Es así como a partir de 1986, apoyada por imágenes fotográficas tomadas por ella misma, se da inicio a la etapa de los Bodegones de Palenque, donde la interpretación de los recipientes de frutas o palanganas se convertiría en el foco central de su trabajo. En ellas la incidencia y cuidadosa disposición de la luz, las analíticas composiciones fragmentadas en donde la geometría se hace fundamental, y las sutiles y por demás sugerentes disposiciones de color, logran imprimir en cada palangana de frutas, en sus bazurtos o en las fiestas un indiscutible ingrediente de existencia.

 
Estos bodegones son sólo el inicio de la investigación realizada por Ana Mercedes Hoyos, donde con sus obras explorará las costumbres de los palenqueros, como son el boxeo, los juegos comunitarios de los cuales se desprende la Vara de Premio, así como los desfiles de procesión y las fiestas donde se destaca la manera de vestir de las mujeres, con sus trajes de color.
Posteriormente, Ana Mercedes fijo su atención sobre los atuendos que las niñas usan en las procesiones y las fiestas, en especial en los lazos, los cuales se presentan como ilustrador de un universo en el que, regresando a la síntesis de la geometría y del color, reúne elementos culturales distintivos que simbolizan la libertad, la amistad y la solidaridad con la unión de los dos lazos.
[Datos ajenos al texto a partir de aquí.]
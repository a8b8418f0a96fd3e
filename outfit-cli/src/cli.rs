use std::sync::Arc;

use anyhow::Context;
use clap::{Args, Parser, Subcommand};
use inquire::{Password, PasswordDisplayMode, Select};
use outfit_core::{
    Config, Gender, OutfitEngine, OutfitService, Unit, engine::MAX_FORECAST_DAYS,
    provider_from_config,
};
use tracing::debug;

use crate::output;

/// Top-level CLI struct.
#[derive(Debug, Parser)]
#[command(name = "outfit", version, about = "Weather-based outfit recommendations")]
pub struct Cli {
    /// Log decisions to stderr.
    #[arg(short, long, global = true)]
    pub verbose: bool,

    #[command(subcommand)]
    pub command: Command,
}

#[derive(Debug, Args)]
pub struct RequestArgs {
    /// City or location name.
    pub location: String,

    /// male, female or baby; defaults to the configured value.
    #[arg(long)]
    pub gender: Option<Gender>,

    /// C or F; defaults to the configured value.
    #[arg(long)]
    pub unit: Option<Unit>,

    /// Print the report as JSON.
    #[arg(long)]
    pub json: bool,
}

#[derive(Debug, Subcommand)]
pub enum Command {
    /// Store the provider API key and request defaults.
    Configure,

    /// Recommend an outfit for the current weather.
    Now {
        #[command(flatten)]
        request: RequestArgs,
    },

    /// Recommend outfits for the upcoming days.
    Forecast {
        #[command(flatten)]
        request: RequestArgs,

        /// Number of days after today, 1 to 3.
        #[arg(long, value_parser = clap::value_parser!(u8).range(1..=MAX_FORECAST_DAYS as i64))]
        days: Option<u8>,
    },
}

impl Cli {
    pub async fn run(self) -> anyhow::Result<()> {
        let config = Config::load()?;

        match self.command {
            Command::Configure => configure(config),
            Command::Now { request } => {
                let service = build_service(&config)?;
                let (gender, unit) = resolve_defaults(&request, &config);

                let report = service.outfit(&request.location, gender, unit).await?;
                if request.json {
                    println!("{}", serde_json::to_string_pretty(&report)?);
                } else {
                    print!("{}", output::CurrentView(&report));
                }
                Ok(())
            }
            Command::Forecast { request, days } => {
                let service = build_service(&config)?;
                let (gender, unit) = resolve_defaults(&request, &config);
                let days = days.map(usize::from).unwrap_or(config.defaults.days);

                let reports = service.forecast(&request.location, gender, unit, days).await?;
                if request.json {
                    println!("{}", serde_json::to_string_pretty(&reports)?);
                } else {
                    let view = output::ForecastView { location: &request.location, days: &reports };
                    print!("{view}");
                }
                Ok(())
            }
        }
    }
}

/// Everything here is startup-fatal: missing key, bad URLs, unreadable rule table.
fn build_service(config: &Config) -> anyhow::Result<OutfitService> {
    let provider = provider_from_config(config)?;
    let rules = config.rule_table()?;
    debug!(rules = rules.rules().len(), "rule table loaded");

    Ok(OutfitService::new(provider, OutfitEngine::with_rules(Arc::new(rules))))
}

fn resolve_defaults(request: &RequestArgs, config: &Config) -> (Gender, Unit) {
    (
        request.gender.unwrap_or(config.defaults.gender),
        request.unit.unwrap_or(config.defaults.unit),
    )
}

fn configure(mut config: Config) -> anyhow::Result<()> {
    let prompt = if config.api_key().is_some() {
        "OpenWeather API key (leave empty to keep the current one):"
    } else {
        "OpenWeather API key:"
    };
    let api_key = Password::new(prompt)
        .without_confirmation()
        .with_display_mode(PasswordDisplayMode::Masked)
        .prompt()
        .context("API key prompt was cancelled")?;
    if !api_key.trim().is_empty() {
        config.set_api_key(api_key.trim().to_string());
    }

    config.defaults.gender = Select::new("Default gender:", vec![
        Gender::Male,
        Gender::Female,
        Gender::Baby,
    ])
    .prompt()
    .context("Gender prompt was cancelled")?;

    config.defaults.unit = Select::new("Default unit:", vec![Unit::Celsius, Unit::Fahrenheit])
        .prompt()
        .context("Unit prompt was cancelled")?;

    config.require_api_key()?;
    config.save()?;
    println!("Saved configuration to {}", Config::config_file_path()?.display());
    Ok(())
}
use std::collections::BTreeMap;

use chrono::{NaiveDate, Utc};
use tracing::{debug, warn};

use crate::{
    calendar::unix_to_utc,
    error::EngineError,
    model::{Condition, DailyFeatures, RawSample, WeatherFeatures},
    normalize::normalize_at,
};

/// Aggregate interval samples into one record per upcoming day, relative to the current UTC date.
pub fn aggregate_daily(
    samples: &[RawSample],
    days: usize,
) -> Result<Vec<DailyFeatures>, EngineError> {
    aggregate_daily_from(samples, days, Utc::now().date_naive())
}

/// Buckets samples by the UTC date of their own timestamp, drops `today` and anything
/// earlier, and aggregates the first `days` remaining dates in ascending order.
///
/// When every sample falls on or before `today` the filter is skipped and the
/// unfiltered buckets are used instead.
pub fn aggregate_daily_from(
    samples: &[RawSample],
    days: usize,
    today: NaiveDate,
) -> Result<Vec<DailyFeatures>, EngineError> {
    if samples.is_empty() {
        return Err(EngineError::EmptyForecast);
    }

    let mut buckets: BTreeMap<NaiveDate, Vec<WeatherFeatures>> = BTreeMap::new();
    for raw in samples {
        let ts = raw.timestamp.ok_or_else(|| EngineError::missing("timestamp"))?;
        let instant = unix_to_utc(ts)?;
        let features = normalize_at(raw, instant)?;
        buckets.entry(instant.date_naive()).or_default().push(features);
    }

    let upcoming: Vec<_> = buckets.iter().filter(|(date, _)| **date > today).collect();
    let selected = if upcoming.is_empty() {
        warn!(%today, buckets = buckets.len(), "forecast has no days after today, using all");
        buckets.iter().collect()
    } else {
        upcoming
    };

    Ok(selected
        .into_iter()
        .take(days)
        .map(|(date, bucket)| {
            let day = aggregate_bucket(*date, bucket);
            debug!(
                %date,
                samples = bucket.len(),
                temperature_c = day.features.temperature_c,
                condition = %day.features.condition,
                "aggregated forecast day"
            );
            day
        })
        .collect())
}

/// Buckets are never empty: each one is created by pushing its first sample.
fn aggregate_bucket(date: NaiveDate, bucket: &[WeatherFeatures]) -> DailyFeatures {
    let first = &bucket[0];
    let count = bucket.len() as f64;
    let mean = |field: fn(&WeatherFeatures) -> f64| bucket.iter().map(field).sum::<f64>() / count;

    let temperatures = bucket.iter().map(|f| f.temperature_c);
    let high_c = temperatures.clone().fold(f64::NEG_INFINITY, f64::max);
    let low_c = temperatures.fold(f64::INFINITY, f64::min);

    let features = WeatherFeatures {
        temperature_c: mean(|f| f.temperature_c),
        feels_like_c: mean(|f| f.feels_like_c),
        humidity: mean(|f| f64::from(f.humidity)).round() as u8,
        wind_speed: mean(|f| f.wind_speed),
        condition: mode(bucket),
        rain: bucket.iter().any(|f| f.rain),
        snow: bucket.iter().any(|f| f.snow),
        season: first.season,
        hour: first.hour,
        day_of_week: first.day_of_week,
        timestamp: first.timestamp,
    };

    DailyFeatures { date, features, high_c, low_c }
}

/// Most frequent condition; ties go to the value encountered first. `bucket` must be non-empty.
fn mode(bucket: &[WeatherFeatures]) -> Condition {
    let mut counts: Vec<(&Condition, usize)> = Vec::new();
    for condition in bucket.iter().map(|f| &f.condition) {
        match counts.iter_mut().find(|(c, _)| *c == condition) {
            Some((_, n)) => *n += 1,
            None => counts.push((condition, 1)),
        }
    }

    let (mut winner, mut top) = counts[0];
    for &(condition, n) in &counts[1..] {
        if n > top {
            (winner, top) = (condition, n);
        }
    }
    winner.clone()
}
En palabras de la artista “Los lazos son notorios en Palenque no sólo por su aporte estético al diseño de los vestidos, los cuales son verdaderas obras de arte popular, …sino porque de alguna manera su tamaño es una señal de estatus, sino también para mí, son un símbolo, no sólo de la libertad que los palenqueros obtuvieron gracias a su valor, sino también de mi vínculo de unión con ellos […].”

 
La pintura de Ana Mercedes Hoyos trabaja un imaginario muy latinoamericano y revela una actitud y un acercamiento a la raza y la cultura negra totalmente diferente. Sus obras son una mirada reflexiva y un testimonio de vida de estas comunidades, las cuales fueron incluidas inicialmente dentro de la historia del arte colombiano por Guillermo Wiedemann y que encontraron una voz en las diferentes generaciones de artistas colombianos.